**EXERCISE REQUIREMENTS**: Output every record precisely.

Dataset entries:
◇ ◇ ◇ ◇ ◇

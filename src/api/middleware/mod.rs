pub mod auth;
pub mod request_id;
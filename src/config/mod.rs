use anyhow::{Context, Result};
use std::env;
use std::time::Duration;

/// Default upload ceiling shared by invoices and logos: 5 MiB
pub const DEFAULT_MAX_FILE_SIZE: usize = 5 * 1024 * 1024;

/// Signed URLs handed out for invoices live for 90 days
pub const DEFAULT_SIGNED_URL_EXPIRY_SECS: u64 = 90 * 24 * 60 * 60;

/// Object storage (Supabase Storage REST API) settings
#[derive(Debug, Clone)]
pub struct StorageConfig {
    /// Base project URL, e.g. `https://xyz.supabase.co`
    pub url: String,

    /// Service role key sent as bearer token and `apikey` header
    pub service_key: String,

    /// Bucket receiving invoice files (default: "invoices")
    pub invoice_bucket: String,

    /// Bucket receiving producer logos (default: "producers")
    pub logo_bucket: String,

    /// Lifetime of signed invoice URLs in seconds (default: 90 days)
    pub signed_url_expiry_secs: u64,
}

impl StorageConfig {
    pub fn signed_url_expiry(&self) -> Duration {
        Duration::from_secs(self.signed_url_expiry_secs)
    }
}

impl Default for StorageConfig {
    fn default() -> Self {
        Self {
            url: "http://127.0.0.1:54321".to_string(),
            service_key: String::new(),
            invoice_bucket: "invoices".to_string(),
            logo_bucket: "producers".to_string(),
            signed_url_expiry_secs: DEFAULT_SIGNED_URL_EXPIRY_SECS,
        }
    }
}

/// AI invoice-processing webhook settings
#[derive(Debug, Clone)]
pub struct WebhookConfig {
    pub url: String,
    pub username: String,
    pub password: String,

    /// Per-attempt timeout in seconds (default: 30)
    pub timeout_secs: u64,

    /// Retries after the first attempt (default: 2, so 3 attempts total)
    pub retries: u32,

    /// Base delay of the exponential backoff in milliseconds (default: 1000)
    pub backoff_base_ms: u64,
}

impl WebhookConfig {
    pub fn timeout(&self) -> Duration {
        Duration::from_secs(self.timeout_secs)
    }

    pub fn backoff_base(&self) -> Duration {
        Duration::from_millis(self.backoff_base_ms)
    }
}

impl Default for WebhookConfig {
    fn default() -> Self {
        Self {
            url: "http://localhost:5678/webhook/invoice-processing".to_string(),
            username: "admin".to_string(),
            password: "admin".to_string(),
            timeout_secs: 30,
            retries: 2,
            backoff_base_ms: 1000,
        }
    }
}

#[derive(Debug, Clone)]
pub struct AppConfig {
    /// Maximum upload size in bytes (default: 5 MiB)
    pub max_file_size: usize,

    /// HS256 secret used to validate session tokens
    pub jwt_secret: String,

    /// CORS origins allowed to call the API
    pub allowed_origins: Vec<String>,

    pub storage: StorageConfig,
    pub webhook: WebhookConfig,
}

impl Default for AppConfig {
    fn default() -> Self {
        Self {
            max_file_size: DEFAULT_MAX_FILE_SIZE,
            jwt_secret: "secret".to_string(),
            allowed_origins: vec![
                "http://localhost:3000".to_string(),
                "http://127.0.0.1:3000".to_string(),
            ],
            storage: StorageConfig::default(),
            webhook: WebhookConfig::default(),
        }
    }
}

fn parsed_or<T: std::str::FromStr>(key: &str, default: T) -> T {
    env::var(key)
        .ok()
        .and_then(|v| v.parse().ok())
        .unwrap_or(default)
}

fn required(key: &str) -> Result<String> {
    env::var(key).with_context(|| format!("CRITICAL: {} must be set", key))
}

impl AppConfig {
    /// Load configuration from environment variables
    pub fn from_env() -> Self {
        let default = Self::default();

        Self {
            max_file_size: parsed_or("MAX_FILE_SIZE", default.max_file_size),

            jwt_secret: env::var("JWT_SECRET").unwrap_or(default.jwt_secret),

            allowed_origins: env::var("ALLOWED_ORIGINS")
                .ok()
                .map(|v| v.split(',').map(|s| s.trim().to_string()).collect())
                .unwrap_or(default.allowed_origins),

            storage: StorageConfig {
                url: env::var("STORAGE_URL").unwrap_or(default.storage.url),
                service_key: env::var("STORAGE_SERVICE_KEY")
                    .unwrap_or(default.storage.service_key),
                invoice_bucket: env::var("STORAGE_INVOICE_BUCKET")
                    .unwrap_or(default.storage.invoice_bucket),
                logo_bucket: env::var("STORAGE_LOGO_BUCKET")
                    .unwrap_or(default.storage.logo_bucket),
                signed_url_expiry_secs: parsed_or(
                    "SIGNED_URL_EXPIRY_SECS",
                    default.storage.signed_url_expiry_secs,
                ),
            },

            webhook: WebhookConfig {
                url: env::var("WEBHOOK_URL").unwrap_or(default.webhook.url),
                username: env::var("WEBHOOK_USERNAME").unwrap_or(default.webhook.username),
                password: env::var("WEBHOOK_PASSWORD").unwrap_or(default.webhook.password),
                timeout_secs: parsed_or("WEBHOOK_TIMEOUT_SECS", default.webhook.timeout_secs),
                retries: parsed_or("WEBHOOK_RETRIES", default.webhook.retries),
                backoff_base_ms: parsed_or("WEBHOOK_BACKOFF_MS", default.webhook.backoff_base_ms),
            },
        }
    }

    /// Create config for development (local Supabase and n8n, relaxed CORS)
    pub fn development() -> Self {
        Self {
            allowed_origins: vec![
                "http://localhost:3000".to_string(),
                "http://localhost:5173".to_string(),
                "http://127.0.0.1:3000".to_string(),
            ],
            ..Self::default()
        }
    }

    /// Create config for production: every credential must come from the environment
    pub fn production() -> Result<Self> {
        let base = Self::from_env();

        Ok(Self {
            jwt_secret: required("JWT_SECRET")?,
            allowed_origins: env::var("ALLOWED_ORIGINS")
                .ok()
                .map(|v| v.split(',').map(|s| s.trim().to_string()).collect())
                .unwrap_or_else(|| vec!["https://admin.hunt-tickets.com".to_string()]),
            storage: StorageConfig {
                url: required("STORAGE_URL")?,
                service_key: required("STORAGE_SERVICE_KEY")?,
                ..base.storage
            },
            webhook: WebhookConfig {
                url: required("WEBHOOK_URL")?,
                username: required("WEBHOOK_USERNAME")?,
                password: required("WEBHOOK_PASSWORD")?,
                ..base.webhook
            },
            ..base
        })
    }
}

◇ ◇ ◇ ◇ ◇

**EXERCISE RESPONSE**:
filename src/api/middleware/mod.rs
pub mod auth;
pub mod request_id;
filename src/config/mod.rs
use anyhow::{Context, Result};
use std::env;
use std::time::Duration;

/// Default upload ceiling shared by invoices and logos: 5 MiB
pub const DEFAULT_MAX_FILE_SIZE: usize = 5 * 1024 * 1024;

/// Signed URLs handed out for invoices live for 90 days
pub const DEFAULT_SIGNED_URL_EXPIRY_SECS: u64 = 90 * 24 * 60 * 60;

/// Object storage (Supabase Storage REST API) settings
#[derive(Debug, Clone)]
pub struct StorageConfig {
    /// Base project URL, e.g. `https://xyz.supabase.co`
    pub url: String,

    /// Service role key sent as bearer token and `apikey` header
    pub service_key: String,

    /// Bucket receiving invoice files (default: "invoices")
    pub invoice_bucket: String,

    /// Bucket receiving producer logos (default: "producers")
    pub logo_bucket: String,

    /// Lifetime of signed invoice URLs in seconds (default: 90 days)
    pub signed_url_expiry_secs: u64,
}

impl StorageConfig {
    pub fn signed_url_expiry(&self) -> Duration {
        Duration::from_secs(self.signed_url_expiry_secs)
    }
}

impl Default for StorageConfig {
    fn default() -> Self {
        Self {
            url: "http://127.0.0.1:54321".to_string(),
            service_key: String::new(),
            invoice_bucket: "invoices".to_string(),
            logo_bucket: "producers".to_string(),
            signed_url_expiry_secs: DEFAULT_SIGNED_URL_EXPIRY_SECS,
        }
    }
}

/// AI invoice-processing webhook settings
#[derive(Debug, Clone)]
pub struct WebhookConfig {
    pub url: String,
    pub username: String,
    pub password: String,

    /// Per-attempt timeout in seconds (default: 30)
    pub timeout_secs: u64,

    /// Retries after the first attempt (default: 2, so 3 attempts total)
    pub retries: u32,

    /// Base delay of the exponential backoff in milliseconds (default: 1000)
    pub backoff_base_ms: u64,
}

impl WebhookConfig {
    pub fn timeout(&self) -> Duration {
        Duration::from_secs(self.timeout_secs)
    }

    pub fn backoff_base(&self) -> Duration {
        Duration::from_millis(self.backoff_base_ms)
    }
}

impl Default for WebhookConfig {
    fn default() -> Self {
        Self {
            url: "http://localhost:5678/webhook/invoice-processing".to_string(),
            username: "admin".to_string(),
            password: "admin".to_string(),
            timeout_secs: 30,
            retries: 2,
            backoff_base_ms: 1000,
        }
    }
}

#[derive(Debug, Clone)]
pub struct AppConfig {
    /// Maximum upload size in bytes (default: 5 MiB)
    pub max_file_size: usize,

    /// HS256 secret used to validate session tokens
    pub jwt_secret: String,

    /// CORS origins allowed to call the API
    pub allowed_origins: Vec<String>,

    pub storage: StorageConfig,
    pub webhook: WebhookConfig,
}

impl Default for AppConfig {
    fn default() -> Self {
        Self {
            max_file_size: DEFAULT_MAX_FILE_SIZE,
            jwt_secret: "secret".to_string(),
            allowed_origins: vec![
                "http://localhost:3000".to_string(),
                "http://127.0.0.1:3000".to_string(),
            ],
            storage: StorageConfig::default(),
            webhook: WebhookConfig::default(),
        }
    }
}

fn parsed_or<T: std::str::FromStr>(key: &str, default: T) -> T {
    env::var(key)
        .ok()
        .and_then(|v| v.parse().ok())
        .unwrap_or(default)
}

fn required(key: &str) -> Result<String> {
    env::var(key).with_context(|| format!("CRITICAL: {} must be set", key))
}

impl AppConfig {
    /// Load configuration from environment variables
    pub fn from_env() -> Self {
        let default = Self::default();

        Self {
            max_file_size: parsed_or("MAX_FILE_SIZE", default.max_file_size),

            jwt_secret: env::var("JWT_SECRET").unwrap_or(default.jwt_secret),

            allowed_origins: env::var("ALLOWED_ORIGINS")
                .ok()
                .map(|v| v.split(',').map(|s| s.trim().to_string()).collect())
                .unwrap_or(default.allowed_origins),

            storage: StorageConfig {
                url: env::var("STORAGE_URL").unwrap_or(default.storage.url),
                service_key: env::var("STORAGE_SERVICE_KEY")
                    .unwrap_or(default.storage.service_key),
                invoice_bucket: env::var("STORAGE_INVOICE_BUCKET")
                    .unwrap_or(default.storage.invoice_bucket),
                logo_bucket: env::var("STORAGE_LOGO_BUCKET")
                    .unwrap_or(default.storage.logo_bucket),
                signed_url_expiry_secs: parsed_or(
                    "SIGNED_URL_EXPIRY_SECS",
                    default.storage.signed_url_expiry_secs,
                ),
            },

            webhook: WebhookConfig {
                url: env::var("WEBHOOK_URL").unwrap_or(default.webhook.url),
                username: env::var("WEBHOOK_USERNAME").unwrap_or(default.webhook.username),
                password: env::var("WEBHOOK_PASSWORD").unwrap_or(default.webhook.password),
                timeout_secs: parsed_or("WEBHOOK_TIMEOUT_SECS", default.webhook.timeout_secs),
                retries: parsed_or("WEBHOOK_RETRIES", default.webhook.retries),
                backoff_base_ms: parsed_or("WEBHOOK_BACKOFF_MS", default.webhook.backoff_base_ms),
            },
        }
    }

    /// Create config for development (local Supabase and n8n, relaxed CORS)
    pub fn development() -> Self {
        Self {
            allowed_origins: vec![
                "http://localhost:3000".to_string(),
                "http://localhost:5173".to_string(),
                "http://127.0.0.1:3000".to_string(),
            ],
            ..Self::default()
        }
    }

    /// Create config for production: every credential must come from the environment
    pub fn production() -> Result<Self> {
        let base = Self::from_env();

        Ok(Self {
            jwt_secret: required("JWT_SECRET")?,
            allowed_origins: env::var("ALLOWED_ORIGINS")
                .ok()
                .map(|v| v.split(',').map(|s| s.trim().to_string()).collect())
                .unwrap_or_else(|| vec!["https://admin.hunt-tickets.com".to_string()]),
            storage: StorageConfig {
                url: required("STORAGE_URL")?,
                service_key: required("STORAGE_SERVICE_KEY")?,
                ..base.storage
            },
            webhook: WebhookConfig {
                url: required("WEBHOOK_URL")?,
                username: required("WEBHOOK_USERNAME")?,
                password: required("WEBHOOK_PASSWORD")?,
                ..base.webhook
            },
            ..base
        })
    }
}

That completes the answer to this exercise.